Unused pens should be stored in the refrigerator at 2°C to 8°C (36°F to 46°F) in the original packaging to protect them from light. After the first use, a pen can be stored below 30°C (86°F) and protected from light. Pens should not be frozen. Pens should be discarded 14 days after first use.1
DRUG SAFETY/RISK EVALUATION AND MITIGATION STRATEGY (REMS)
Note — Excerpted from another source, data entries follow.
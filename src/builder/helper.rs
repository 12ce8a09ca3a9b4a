use crate::model::DataType;
use crate::proto::{
    onnx::type_proto, AttributeProto, AttributeType, Dimension, DimensionValue, GraphProto,
    ModelProto, NodeProto, OperatorSetIdProto, TensorProto, TensorShapeProto, TypeProto,
    TypeValue, ValueInfoProto,
};

use super::{GraphSpec, NodeSpec};

/// IR version stamped on models built here unless the caller overrides it
pub const IR_VERSION: i64 = 9;

/// Attribute payloads accepted by [`make_attribute`]
#[derive(Debug, Clone, PartialEq)]
pub enum AttributeValue {
    Float(f32),
    Int(i64),
    String(String),
    Tensor(TensorProto),
    Graph(GraphProto),
    Floats(Vec<f32>),
    Ints(Vec<i64>),
    Strings(Vec<String>),
    Tensors(Vec<TensorProto>),
    Graphs(Vec<GraphProto>),
}

impl From<f32> for AttributeValue {
    fn from(value: f32) -> Self {
        AttributeValue::Float(value)
    }
}

impl From<i64> for AttributeValue {
    fn from(value: i64) -> Self {
        AttributeValue::Int(value)
    }
}

impl From<&str> for AttributeValue {
    fn from(value: &str) -> Self {
        AttributeValue::String(value.to_string())
    }
}

impl From<String> for AttributeValue {
    fn from(value: String) -> Self {
        AttributeValue::String(value)
    }
}

impl From<TensorProto> for AttributeValue {
    fn from(value: TensorProto) -> Self {
        AttributeValue::Tensor(value)
    }
}

impl From<GraphProto> for AttributeValue {
    fn from(value: GraphProto) -> Self {
        AttributeValue::Graph(value)
    }
}

impl From<Vec<f32>> for AttributeValue {
    fn from(value: Vec<f32>) -> Self {
        AttributeValue::Floats(value)
    }
}

impl From<Vec<i64>> for AttributeValue {
    fn from(value: Vec<i64>) -> Self {
        AttributeValue::Ints(value)
    }
}

impl From<Vec<String>> for AttributeValue {
    fn from(value: Vec<String>) -> Self {
        AttributeValue::Strings(value)
    }
}

/// Build an attribute, deriving its `type` tag from the value
pub fn make_attribute(name: &str, value: AttributeValue) -> AttributeProto {
    let mut attr = AttributeProto {
        name: Some(name.to_string()),
        ..Default::default()
    };

    let attr_type = match value {
        AttributeValue::Float(f) => {
            attr.f = Some(f);
            AttributeType::Float
        }
        AttributeValue::Int(i) => {
            attr.i = Some(i);
            AttributeType::Int
        }
        AttributeValue::String(s) => {
            attr.s = Some(s.into_bytes());
            AttributeType::String
        }
        AttributeValue::Tensor(t) => {
            attr.t = Some(t);
            AttributeType::Tensor
        }
        AttributeValue::Graph(g) => {
            attr.g = Some(g);
            AttributeType::Graph
        }
        AttributeValue::Floats(floats) => {
            attr.floats = floats;
            AttributeType::Floats
        }
        AttributeValue::Ints(ints) => {
            attr.ints = ints;
            AttributeType::Ints
        }
        AttributeValue::Strings(strings) => {
            attr.strings = strings.into_iter().map(String::into_bytes).collect();
            AttributeType::Strings
        }
        AttributeValue::Tensors(tensors) => {
            attr.tensors = tensors;
            AttributeType::Tensors
        }
        AttributeValue::Graphs(graphs) => {
            attr.graphs = graphs;
            AttributeType::Graphs
        }
    };

    attr.r#type = Some(attr_type as i32);
    attr
}

/// Build a node the way the stock ONNX helper does: attributes sorted by
/// name, `name` and `doc_string` only when non-empty, `domain` whenever given.
pub fn make_node(spec: &NodeSpec) -> NodeProto {
    let mut attributes: Vec<&(String, AttributeValue)> = spec.attributes.iter().collect();
    attributes.sort_by(|a, b| a.0.cmp(&b.0));

    NodeProto {
        input: spec.inputs.clone(),
        output: spec.outputs.clone(),
        name: spec.name.clone().filter(|name| !name.is_empty()),
        op_type: Some(spec.op_type.clone()),
        attribute: attributes
            .into_iter()
            .map(|(key, value)| make_attribute(key, value.clone()))
            .collect(),
        doc_string: spec.doc_string.clone().filter(|doc| !doc.is_empty()),
        domain: spec.domain.clone(),
    }
}

/// Build a graph; `doc_string` is only set when non-empty
pub fn make_graph(spec: &GraphSpec) -> GraphProto {
    GraphProto {
        node: spec.nodes.clone(),
        name: Some(spec.name.clone()),
        initializer: spec.initializers.clone(),
        doc_string: spec.doc_string.clone().filter(|doc| !doc.is_empty()),
        input: spec.inputs.clone(),
        output: spec.outputs.clone(),
        value_info: spec.value_info.clone(),
    }
}

pub fn make_tensor_type_proto(elem_type: DataType, shape: &[i64]) -> TypeProto {
    let shape = TensorShapeProto {
        dim: shape
            .iter()
            .map(|&d| Dimension {
                denotation: None,
                value: Some(DimensionValue::DimValue(d)),
            })
            .collect(),
    };

    TypeProto {
        denotation: None,
        value: Some(TypeValue::TensorType(type_proto::Tensor {
            elem_type: Some(elem_type.to_proto()),
            shape: Some(shape),
        })),
    }
}

pub fn make_tensor_value_info(name: &str, elem_type: DataType, shape: &[i64]) -> ValueInfoProto {
    ValueInfoProto {
        name: Some(name.to_string()),
        r#type: Some(make_tensor_type_proto(elem_type, shape)),
        doc_string: None,
    }
}

/// Float tensor stored in `float_data`
pub fn make_float_tensor(name: &str, dims: &[i64], values: &[f32]) -> TensorProto {
    TensorProto {
        dims: dims.to_vec(),
        data_type: Some(DataType::Float.to_proto()),
        float_data: values.to_vec(),
        name: Some(name.to_string()),
        ..Default::default()
    }
}

pub fn make_operatorsetid(domain: &str, version: i64) -> OperatorSetIdProto {
    OperatorSetIdProto {
        domain: Some(domain.to_string()),
        version: Some(version),
    }
}

pub fn make_model(graph: GraphProto, opset_imports: Vec<OperatorSetIdProto>) -> ModelProto {
    ModelProto {
        ir_version: Some(IR_VERSION),
        graph: Some(graph),
        opset_import: opset_imports,
        ..Default::default()
    }
}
No REMS is required for lixisenatide.2
CONCLUSION
Lixisenatide, approved as an adjunct to diet and exercise to improve glycemic control in adults with type 2 diabetes mellitus, offers an alternative to other GLP-1 receptor agonists, especially in patients with inadequate response to monotherapy with sulfonylureas or metformin, or to a combination of the 2. Lixisenatide once daily demonstrated noninferiority to exenatide twice daily, was less effective than liraglutide once daily, and had a similar therapeutic effect to sitagliptin, a DPP-4 inhibitor. Differences in dosing schedules, cardiovascular outcome studies, and cost will influence lixisenatide's place in therapy. The lack of cardiovascular adverse effects with lixisenatide is similar to that observed with other GLP-1 receptor agonists; however, studies addressing the role of lixisenatide in decreasing the risk of heart attack, stroke, and cardiovascular death in high-risk type 2 diabetes patients would be beneficial.